# Exercise data
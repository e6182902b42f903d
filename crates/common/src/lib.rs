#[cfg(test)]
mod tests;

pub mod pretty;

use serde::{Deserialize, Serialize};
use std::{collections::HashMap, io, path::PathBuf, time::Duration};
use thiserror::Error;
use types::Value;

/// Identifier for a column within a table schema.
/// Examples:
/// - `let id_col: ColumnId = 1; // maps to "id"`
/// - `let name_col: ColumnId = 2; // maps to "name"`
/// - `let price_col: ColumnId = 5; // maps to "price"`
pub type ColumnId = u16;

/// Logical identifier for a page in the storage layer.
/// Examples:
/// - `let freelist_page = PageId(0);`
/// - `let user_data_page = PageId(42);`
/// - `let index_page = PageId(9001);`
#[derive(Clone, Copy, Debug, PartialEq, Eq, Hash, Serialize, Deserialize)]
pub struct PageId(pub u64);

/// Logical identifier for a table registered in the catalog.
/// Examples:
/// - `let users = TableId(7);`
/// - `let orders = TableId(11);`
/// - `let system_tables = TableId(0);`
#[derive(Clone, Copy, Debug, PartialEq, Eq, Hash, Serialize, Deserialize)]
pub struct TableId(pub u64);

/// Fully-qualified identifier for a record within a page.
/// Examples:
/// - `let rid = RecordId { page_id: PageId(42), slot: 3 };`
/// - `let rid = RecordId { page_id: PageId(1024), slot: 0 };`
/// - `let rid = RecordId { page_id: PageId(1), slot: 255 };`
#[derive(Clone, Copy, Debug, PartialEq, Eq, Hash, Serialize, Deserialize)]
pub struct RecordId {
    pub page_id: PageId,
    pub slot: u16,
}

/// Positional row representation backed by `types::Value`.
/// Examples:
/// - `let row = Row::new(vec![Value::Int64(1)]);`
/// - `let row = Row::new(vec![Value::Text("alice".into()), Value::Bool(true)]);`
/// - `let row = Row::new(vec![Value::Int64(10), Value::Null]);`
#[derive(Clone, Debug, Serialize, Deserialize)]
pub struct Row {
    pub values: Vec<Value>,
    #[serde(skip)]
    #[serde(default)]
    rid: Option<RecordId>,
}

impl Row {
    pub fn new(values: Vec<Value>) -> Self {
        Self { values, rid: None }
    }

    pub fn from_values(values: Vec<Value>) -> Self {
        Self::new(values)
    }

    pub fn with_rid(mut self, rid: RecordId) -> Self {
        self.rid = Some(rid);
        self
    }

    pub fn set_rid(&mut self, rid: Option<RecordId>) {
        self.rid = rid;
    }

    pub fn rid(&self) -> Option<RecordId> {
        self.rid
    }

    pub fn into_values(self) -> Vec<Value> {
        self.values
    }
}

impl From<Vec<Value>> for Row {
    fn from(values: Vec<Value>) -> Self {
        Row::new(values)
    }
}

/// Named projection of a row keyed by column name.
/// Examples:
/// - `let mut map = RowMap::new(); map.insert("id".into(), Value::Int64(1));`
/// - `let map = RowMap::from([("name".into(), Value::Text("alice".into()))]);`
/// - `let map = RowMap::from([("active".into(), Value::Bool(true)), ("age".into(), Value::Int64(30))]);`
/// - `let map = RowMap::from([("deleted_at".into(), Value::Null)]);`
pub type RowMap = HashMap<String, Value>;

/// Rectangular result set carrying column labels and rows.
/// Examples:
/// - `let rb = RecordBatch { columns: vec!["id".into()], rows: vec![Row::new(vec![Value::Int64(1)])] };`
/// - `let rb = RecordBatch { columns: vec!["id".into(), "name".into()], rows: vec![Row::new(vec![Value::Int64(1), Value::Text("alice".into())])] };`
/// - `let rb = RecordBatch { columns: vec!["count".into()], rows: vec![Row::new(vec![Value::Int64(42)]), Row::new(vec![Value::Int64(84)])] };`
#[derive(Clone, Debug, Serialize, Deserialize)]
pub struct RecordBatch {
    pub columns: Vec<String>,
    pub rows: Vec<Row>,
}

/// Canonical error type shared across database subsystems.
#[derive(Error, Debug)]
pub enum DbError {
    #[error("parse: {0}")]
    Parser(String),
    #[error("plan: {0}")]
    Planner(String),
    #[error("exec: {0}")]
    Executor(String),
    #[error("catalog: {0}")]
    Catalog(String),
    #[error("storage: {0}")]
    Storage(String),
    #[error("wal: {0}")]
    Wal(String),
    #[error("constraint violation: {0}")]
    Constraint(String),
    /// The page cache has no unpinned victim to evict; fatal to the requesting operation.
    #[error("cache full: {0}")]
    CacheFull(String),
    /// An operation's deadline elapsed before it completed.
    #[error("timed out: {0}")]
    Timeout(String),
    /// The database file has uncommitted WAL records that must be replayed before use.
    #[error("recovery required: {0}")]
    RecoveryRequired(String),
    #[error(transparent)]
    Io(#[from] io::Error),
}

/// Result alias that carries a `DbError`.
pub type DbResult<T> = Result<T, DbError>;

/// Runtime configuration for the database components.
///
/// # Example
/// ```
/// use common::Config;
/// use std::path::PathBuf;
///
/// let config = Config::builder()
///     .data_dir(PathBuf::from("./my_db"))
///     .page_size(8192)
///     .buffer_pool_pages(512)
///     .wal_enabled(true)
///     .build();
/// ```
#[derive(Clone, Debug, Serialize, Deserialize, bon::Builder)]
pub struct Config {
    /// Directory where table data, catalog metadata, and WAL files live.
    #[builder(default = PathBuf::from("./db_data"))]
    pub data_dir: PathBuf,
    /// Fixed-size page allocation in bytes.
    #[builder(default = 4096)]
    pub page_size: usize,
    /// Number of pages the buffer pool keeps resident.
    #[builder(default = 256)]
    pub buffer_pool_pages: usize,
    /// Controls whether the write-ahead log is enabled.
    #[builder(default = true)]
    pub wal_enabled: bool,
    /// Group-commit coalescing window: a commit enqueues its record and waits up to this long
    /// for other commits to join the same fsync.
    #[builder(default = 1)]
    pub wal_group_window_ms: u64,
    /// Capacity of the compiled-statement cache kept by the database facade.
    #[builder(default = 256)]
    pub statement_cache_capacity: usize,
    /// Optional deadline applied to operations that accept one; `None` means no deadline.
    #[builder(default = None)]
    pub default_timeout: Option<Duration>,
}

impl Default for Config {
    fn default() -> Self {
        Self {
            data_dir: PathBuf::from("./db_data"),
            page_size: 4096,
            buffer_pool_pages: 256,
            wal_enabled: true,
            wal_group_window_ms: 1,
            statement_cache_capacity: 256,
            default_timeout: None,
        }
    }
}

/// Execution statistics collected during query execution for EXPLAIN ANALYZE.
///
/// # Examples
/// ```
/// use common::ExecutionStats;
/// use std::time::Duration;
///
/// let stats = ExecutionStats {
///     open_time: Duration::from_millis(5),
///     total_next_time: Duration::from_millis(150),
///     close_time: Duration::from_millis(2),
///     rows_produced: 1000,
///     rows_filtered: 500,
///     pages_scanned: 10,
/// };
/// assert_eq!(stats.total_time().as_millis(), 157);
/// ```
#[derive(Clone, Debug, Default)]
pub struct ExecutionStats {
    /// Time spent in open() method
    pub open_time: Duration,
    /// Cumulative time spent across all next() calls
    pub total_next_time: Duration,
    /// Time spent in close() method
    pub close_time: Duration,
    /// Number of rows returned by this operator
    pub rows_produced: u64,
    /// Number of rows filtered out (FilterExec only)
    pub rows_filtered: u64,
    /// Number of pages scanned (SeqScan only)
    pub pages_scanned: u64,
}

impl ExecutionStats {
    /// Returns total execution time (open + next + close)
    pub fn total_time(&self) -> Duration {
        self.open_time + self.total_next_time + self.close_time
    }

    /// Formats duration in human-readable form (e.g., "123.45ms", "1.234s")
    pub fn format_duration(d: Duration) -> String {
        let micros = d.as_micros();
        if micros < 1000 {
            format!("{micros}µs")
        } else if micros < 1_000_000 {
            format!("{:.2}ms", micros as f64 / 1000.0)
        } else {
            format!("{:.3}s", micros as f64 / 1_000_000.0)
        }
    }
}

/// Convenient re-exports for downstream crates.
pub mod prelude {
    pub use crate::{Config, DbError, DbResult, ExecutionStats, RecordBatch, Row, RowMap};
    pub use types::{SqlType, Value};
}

# What you should do
The expected output is every line of the records in which the string "impl" appears.

# Problem solution
impl Row {
impl From<Vec<Value>> for Row {
impl Default for Config {
impl ExecutionStats {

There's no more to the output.